- Task details: Reproduce every line of the material, exactly as given.
=== Begin Enclosure ===
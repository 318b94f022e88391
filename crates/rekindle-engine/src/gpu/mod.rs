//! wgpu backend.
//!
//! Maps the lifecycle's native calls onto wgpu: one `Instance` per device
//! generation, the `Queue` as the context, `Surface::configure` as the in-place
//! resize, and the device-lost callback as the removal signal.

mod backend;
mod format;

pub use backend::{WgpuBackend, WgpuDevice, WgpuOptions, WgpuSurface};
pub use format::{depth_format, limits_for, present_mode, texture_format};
=== End Enclosure ===
- Expected answer:
repository 318b94f022e88391
filename crates/rekindle-engine/src/gpu/mod.rs
//! wgpu backend.
//!
//! Maps the lifecycle's native calls onto wgpu: one `Instance` per device
//! generation, the `Queue` as the context, `Surface::configure` as the in-place
//! resize, and the device-lost callback as the removal signal.

mod backend;
mod format;

pub use backend::{WgpuBackend, WgpuDevice, WgpuOptions, WgpuSurface};
pub use format::{depth_format, limits_for, present_mode, texture_format};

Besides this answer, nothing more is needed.